• Problem
In the material below, list every line carrying the string "hidden".

• Available data

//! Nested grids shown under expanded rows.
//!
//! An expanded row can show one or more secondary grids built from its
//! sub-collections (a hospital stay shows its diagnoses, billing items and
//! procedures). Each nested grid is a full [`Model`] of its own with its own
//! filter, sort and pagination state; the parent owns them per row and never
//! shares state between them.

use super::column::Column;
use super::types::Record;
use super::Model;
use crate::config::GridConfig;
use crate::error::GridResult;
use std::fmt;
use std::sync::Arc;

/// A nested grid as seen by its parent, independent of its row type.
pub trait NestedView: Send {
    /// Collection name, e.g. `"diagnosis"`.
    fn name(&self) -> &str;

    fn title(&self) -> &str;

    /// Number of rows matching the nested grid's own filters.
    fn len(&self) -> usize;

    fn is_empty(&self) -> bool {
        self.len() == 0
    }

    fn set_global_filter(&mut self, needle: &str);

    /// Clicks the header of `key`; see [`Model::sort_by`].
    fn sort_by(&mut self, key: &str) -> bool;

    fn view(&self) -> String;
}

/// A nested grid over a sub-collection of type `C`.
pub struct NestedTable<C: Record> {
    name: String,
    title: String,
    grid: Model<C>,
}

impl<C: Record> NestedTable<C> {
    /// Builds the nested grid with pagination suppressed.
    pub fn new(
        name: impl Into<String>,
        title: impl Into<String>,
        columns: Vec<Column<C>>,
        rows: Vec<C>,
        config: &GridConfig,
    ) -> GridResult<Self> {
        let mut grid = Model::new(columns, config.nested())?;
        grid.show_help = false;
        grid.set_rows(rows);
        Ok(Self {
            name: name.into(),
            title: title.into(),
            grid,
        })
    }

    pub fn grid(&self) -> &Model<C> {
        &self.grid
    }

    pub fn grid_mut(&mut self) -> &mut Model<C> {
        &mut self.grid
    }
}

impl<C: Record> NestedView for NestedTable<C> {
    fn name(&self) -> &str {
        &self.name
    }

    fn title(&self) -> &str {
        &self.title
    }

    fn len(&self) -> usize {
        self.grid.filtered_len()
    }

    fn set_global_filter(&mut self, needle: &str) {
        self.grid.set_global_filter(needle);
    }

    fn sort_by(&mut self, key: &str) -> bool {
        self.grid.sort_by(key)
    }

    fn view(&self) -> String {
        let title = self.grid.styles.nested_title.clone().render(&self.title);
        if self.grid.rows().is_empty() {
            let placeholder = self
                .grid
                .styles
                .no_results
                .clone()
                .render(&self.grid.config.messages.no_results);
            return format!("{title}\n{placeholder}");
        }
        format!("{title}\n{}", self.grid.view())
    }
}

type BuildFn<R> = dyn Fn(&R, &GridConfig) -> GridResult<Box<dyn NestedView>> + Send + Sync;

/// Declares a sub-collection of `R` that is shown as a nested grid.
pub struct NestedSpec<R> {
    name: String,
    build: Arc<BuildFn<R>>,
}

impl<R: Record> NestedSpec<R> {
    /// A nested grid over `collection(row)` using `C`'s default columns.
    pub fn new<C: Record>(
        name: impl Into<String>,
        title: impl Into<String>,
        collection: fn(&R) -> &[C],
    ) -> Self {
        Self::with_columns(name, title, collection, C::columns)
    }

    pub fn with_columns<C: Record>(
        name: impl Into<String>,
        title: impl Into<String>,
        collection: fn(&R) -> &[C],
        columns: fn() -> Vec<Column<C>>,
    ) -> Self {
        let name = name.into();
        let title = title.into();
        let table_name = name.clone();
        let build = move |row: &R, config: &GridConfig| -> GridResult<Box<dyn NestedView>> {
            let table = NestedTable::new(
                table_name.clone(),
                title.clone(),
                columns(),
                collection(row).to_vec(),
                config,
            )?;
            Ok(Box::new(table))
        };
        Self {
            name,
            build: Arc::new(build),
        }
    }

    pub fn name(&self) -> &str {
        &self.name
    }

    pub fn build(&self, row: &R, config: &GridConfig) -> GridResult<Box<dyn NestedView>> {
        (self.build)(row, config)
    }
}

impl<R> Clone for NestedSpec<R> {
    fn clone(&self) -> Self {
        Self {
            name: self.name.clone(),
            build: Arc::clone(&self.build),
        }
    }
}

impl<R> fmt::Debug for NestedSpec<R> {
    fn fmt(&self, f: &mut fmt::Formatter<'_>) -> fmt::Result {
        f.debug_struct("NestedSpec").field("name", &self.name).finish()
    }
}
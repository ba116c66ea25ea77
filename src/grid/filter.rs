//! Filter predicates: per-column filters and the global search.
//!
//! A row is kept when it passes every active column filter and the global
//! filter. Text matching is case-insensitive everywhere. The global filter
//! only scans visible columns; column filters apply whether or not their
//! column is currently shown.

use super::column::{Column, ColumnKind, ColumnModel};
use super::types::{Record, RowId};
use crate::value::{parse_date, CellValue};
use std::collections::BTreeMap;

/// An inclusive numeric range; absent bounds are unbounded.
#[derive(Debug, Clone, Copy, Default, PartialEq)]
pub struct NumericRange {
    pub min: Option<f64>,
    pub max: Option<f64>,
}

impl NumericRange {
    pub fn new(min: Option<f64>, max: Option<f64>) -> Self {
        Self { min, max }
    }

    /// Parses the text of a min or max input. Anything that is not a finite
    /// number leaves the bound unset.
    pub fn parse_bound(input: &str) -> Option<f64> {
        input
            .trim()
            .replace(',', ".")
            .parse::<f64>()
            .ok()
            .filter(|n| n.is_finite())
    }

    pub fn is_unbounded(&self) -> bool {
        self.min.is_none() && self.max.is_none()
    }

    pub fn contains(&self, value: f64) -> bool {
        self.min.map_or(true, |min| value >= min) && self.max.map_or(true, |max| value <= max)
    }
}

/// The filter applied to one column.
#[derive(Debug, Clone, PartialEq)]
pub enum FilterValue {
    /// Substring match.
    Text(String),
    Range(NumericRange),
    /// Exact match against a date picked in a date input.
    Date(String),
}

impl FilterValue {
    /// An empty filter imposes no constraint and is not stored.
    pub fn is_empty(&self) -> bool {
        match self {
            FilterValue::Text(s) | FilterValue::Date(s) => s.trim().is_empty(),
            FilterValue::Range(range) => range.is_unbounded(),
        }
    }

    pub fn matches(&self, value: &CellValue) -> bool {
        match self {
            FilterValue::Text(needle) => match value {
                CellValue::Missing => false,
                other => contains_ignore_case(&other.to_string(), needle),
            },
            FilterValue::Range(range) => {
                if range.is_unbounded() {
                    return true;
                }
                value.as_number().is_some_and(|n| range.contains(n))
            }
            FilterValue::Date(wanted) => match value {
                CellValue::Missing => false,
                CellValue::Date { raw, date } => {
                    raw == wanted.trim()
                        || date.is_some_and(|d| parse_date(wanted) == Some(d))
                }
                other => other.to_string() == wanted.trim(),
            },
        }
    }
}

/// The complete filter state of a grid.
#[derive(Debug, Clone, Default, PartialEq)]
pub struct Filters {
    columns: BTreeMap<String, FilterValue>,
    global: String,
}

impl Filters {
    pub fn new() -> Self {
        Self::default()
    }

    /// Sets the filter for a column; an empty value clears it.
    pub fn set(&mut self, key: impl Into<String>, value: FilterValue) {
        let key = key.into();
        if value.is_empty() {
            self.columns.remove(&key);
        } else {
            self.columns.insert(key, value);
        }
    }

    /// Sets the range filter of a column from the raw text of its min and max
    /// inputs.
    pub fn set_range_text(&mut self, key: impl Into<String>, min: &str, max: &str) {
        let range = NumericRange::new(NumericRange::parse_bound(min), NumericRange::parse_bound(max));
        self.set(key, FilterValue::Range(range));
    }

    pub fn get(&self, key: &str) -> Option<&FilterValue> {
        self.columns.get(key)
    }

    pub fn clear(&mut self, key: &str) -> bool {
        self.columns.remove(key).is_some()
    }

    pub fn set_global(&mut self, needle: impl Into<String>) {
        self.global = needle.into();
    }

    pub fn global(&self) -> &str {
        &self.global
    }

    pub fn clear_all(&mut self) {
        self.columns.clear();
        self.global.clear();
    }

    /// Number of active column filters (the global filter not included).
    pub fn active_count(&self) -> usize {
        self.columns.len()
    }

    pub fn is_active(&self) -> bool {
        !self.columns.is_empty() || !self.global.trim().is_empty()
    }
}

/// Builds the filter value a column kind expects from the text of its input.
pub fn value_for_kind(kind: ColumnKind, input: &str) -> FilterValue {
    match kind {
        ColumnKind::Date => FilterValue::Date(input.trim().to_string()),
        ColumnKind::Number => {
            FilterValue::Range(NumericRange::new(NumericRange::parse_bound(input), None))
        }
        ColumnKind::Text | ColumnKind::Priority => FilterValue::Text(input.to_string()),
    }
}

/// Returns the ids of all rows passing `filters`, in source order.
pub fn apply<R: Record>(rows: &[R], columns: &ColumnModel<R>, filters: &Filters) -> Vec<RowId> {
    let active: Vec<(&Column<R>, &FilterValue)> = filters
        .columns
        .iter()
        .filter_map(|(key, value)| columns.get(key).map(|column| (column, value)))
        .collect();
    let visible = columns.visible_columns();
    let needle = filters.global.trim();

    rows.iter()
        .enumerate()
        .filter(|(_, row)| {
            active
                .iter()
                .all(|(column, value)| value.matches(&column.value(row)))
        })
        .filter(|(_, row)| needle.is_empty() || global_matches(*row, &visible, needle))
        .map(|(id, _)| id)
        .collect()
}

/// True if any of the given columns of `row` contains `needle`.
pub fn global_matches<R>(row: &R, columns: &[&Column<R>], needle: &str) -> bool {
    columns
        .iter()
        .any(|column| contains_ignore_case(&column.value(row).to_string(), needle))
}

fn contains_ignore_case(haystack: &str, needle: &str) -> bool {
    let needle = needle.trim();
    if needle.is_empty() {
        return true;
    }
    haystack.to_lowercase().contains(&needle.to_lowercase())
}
==
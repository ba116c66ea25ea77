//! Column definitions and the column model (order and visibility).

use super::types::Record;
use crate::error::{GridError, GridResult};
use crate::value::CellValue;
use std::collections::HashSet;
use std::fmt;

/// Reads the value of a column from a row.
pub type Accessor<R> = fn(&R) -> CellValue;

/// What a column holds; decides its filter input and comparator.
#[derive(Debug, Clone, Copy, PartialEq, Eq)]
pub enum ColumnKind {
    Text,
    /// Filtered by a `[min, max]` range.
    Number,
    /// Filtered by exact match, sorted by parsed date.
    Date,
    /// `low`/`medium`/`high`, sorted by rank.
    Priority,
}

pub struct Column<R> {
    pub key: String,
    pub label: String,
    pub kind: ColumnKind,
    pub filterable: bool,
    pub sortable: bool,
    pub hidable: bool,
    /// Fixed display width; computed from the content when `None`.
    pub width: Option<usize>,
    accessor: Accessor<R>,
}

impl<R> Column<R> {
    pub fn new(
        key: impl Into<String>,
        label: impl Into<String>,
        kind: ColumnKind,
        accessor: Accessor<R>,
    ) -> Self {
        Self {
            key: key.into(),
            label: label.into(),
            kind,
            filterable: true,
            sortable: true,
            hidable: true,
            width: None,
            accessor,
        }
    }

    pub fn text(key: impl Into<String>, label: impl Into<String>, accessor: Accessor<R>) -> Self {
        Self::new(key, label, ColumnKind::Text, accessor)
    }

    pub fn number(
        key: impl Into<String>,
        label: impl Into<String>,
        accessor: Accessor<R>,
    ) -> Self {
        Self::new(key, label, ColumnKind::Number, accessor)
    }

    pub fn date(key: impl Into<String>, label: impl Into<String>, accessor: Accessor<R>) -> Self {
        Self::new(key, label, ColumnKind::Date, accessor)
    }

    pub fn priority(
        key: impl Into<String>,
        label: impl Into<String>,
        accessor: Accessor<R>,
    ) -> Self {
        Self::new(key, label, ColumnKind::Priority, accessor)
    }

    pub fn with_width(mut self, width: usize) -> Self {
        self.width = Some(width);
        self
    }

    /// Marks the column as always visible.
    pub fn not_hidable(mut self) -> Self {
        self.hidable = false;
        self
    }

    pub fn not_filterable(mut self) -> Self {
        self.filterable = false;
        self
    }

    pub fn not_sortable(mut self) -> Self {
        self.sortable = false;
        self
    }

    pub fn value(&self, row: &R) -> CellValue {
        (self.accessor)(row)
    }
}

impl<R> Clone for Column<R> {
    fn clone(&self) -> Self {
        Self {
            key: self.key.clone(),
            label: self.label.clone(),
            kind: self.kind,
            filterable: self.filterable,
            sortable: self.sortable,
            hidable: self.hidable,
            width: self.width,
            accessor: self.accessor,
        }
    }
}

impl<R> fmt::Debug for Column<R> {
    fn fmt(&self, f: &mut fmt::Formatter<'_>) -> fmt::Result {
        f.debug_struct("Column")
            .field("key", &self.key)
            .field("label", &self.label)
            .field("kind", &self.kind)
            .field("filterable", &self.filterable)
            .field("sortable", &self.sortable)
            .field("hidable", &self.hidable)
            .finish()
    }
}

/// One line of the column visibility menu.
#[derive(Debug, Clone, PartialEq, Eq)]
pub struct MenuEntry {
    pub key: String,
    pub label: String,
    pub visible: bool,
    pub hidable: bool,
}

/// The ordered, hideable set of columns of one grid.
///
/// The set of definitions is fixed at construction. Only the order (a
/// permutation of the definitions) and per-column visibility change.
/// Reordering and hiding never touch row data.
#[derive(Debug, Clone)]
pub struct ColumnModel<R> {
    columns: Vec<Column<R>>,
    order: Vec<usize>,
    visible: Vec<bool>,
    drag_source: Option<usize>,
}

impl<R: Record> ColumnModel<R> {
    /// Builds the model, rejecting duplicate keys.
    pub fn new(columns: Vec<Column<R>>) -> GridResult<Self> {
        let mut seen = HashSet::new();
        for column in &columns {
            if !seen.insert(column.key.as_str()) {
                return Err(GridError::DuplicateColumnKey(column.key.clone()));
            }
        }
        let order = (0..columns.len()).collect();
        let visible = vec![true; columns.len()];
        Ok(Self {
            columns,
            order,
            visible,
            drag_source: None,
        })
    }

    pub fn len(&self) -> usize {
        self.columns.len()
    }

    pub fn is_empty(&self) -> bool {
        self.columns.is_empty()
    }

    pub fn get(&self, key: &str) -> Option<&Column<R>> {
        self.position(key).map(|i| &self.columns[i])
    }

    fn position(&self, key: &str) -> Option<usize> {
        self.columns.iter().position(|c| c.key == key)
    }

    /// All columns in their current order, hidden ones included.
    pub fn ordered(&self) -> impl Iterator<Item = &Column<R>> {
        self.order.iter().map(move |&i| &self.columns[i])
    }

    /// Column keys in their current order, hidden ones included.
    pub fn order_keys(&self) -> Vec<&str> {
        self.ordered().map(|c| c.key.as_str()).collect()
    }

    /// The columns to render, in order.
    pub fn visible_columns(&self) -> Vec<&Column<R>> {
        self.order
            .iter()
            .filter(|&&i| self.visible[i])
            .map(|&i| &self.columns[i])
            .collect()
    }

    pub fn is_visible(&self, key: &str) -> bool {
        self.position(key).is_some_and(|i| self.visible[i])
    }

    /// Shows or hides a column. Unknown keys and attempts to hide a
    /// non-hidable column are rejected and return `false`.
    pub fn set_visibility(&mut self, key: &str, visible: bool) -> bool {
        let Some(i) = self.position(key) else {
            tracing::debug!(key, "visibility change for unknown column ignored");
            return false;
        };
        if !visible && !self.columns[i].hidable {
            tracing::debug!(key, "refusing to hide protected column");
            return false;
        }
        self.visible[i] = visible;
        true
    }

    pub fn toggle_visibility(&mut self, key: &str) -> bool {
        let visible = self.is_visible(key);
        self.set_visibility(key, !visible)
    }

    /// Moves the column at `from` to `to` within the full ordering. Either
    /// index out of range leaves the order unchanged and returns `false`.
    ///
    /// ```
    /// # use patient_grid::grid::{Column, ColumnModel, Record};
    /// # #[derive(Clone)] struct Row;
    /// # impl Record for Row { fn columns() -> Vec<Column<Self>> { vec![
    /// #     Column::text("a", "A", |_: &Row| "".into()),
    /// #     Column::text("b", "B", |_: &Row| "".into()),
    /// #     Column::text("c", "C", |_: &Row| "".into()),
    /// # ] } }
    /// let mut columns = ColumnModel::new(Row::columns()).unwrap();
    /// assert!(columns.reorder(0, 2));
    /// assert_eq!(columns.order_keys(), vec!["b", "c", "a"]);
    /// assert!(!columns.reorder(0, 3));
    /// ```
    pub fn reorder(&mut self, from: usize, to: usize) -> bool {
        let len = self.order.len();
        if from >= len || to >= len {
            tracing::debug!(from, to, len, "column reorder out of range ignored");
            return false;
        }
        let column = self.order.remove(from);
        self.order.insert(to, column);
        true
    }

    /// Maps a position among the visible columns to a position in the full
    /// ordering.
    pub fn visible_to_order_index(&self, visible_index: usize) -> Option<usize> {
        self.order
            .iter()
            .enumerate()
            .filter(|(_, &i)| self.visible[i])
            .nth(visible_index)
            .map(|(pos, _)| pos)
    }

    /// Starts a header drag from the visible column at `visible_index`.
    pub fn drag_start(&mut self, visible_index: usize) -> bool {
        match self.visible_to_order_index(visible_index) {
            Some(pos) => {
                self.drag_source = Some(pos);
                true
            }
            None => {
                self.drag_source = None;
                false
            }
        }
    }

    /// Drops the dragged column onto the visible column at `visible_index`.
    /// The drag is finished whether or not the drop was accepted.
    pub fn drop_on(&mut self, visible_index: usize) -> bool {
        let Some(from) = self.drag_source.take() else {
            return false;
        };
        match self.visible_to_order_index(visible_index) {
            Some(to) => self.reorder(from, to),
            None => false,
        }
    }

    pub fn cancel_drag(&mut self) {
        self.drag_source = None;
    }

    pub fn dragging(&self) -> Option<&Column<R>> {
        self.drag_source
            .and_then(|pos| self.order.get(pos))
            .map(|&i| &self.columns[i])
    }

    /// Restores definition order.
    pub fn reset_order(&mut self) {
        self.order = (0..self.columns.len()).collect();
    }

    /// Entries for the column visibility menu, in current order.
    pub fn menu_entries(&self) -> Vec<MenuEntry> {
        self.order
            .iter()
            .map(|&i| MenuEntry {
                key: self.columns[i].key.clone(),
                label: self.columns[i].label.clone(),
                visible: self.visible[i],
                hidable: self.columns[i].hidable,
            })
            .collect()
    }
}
...
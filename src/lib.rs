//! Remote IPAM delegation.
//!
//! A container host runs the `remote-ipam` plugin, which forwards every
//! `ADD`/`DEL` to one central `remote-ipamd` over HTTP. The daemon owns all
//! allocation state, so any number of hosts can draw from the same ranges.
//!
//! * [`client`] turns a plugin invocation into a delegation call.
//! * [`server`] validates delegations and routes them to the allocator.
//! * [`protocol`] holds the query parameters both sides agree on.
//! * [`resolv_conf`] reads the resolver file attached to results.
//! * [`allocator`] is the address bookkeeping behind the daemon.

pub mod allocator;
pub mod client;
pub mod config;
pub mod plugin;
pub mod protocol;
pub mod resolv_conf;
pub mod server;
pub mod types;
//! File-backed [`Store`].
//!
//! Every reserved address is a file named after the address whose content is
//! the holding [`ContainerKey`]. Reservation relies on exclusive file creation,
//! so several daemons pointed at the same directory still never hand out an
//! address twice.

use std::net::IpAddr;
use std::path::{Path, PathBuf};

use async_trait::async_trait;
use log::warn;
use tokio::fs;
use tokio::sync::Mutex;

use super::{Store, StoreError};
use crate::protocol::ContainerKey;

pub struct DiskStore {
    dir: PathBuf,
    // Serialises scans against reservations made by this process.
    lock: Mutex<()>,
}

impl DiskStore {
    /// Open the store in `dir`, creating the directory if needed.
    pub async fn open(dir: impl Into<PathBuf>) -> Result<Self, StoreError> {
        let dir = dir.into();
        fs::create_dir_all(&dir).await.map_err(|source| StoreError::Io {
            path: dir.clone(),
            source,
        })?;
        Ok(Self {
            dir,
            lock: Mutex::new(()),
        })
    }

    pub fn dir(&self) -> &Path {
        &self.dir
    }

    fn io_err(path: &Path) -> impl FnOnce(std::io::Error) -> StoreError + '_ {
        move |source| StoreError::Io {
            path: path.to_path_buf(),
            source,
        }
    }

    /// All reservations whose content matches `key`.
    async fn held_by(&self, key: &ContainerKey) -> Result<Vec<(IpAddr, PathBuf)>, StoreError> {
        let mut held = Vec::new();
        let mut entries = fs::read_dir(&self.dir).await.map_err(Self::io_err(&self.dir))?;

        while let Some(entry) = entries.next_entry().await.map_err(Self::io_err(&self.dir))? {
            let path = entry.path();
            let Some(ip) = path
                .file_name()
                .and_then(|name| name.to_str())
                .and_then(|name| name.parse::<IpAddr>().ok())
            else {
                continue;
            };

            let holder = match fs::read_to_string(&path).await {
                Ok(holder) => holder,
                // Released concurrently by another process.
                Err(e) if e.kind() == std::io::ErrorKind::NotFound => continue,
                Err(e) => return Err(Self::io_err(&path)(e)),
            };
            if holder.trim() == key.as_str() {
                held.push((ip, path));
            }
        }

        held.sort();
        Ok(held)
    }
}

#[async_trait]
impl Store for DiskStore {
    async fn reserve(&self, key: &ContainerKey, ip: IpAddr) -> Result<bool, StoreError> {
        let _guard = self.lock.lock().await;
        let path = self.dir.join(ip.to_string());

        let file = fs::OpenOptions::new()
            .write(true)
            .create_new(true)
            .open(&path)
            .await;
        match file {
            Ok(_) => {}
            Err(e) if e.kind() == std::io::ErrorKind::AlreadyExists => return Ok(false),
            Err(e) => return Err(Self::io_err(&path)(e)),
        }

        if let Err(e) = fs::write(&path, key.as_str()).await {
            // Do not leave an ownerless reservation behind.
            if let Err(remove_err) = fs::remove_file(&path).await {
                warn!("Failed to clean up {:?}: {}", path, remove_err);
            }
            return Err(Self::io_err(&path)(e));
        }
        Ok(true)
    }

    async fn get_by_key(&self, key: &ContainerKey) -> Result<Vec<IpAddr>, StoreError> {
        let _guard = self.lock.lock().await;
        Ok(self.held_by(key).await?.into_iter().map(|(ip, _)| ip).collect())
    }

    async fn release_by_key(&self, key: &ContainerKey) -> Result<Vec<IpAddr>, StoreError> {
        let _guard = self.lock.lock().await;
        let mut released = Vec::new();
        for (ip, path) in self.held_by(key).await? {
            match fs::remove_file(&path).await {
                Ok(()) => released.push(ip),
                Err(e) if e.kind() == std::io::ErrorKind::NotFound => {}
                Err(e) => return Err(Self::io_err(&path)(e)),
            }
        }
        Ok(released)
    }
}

• Output
    /// All columns in their current order, hidden ones included.
    /// Column keys in their current order, hidden ones included.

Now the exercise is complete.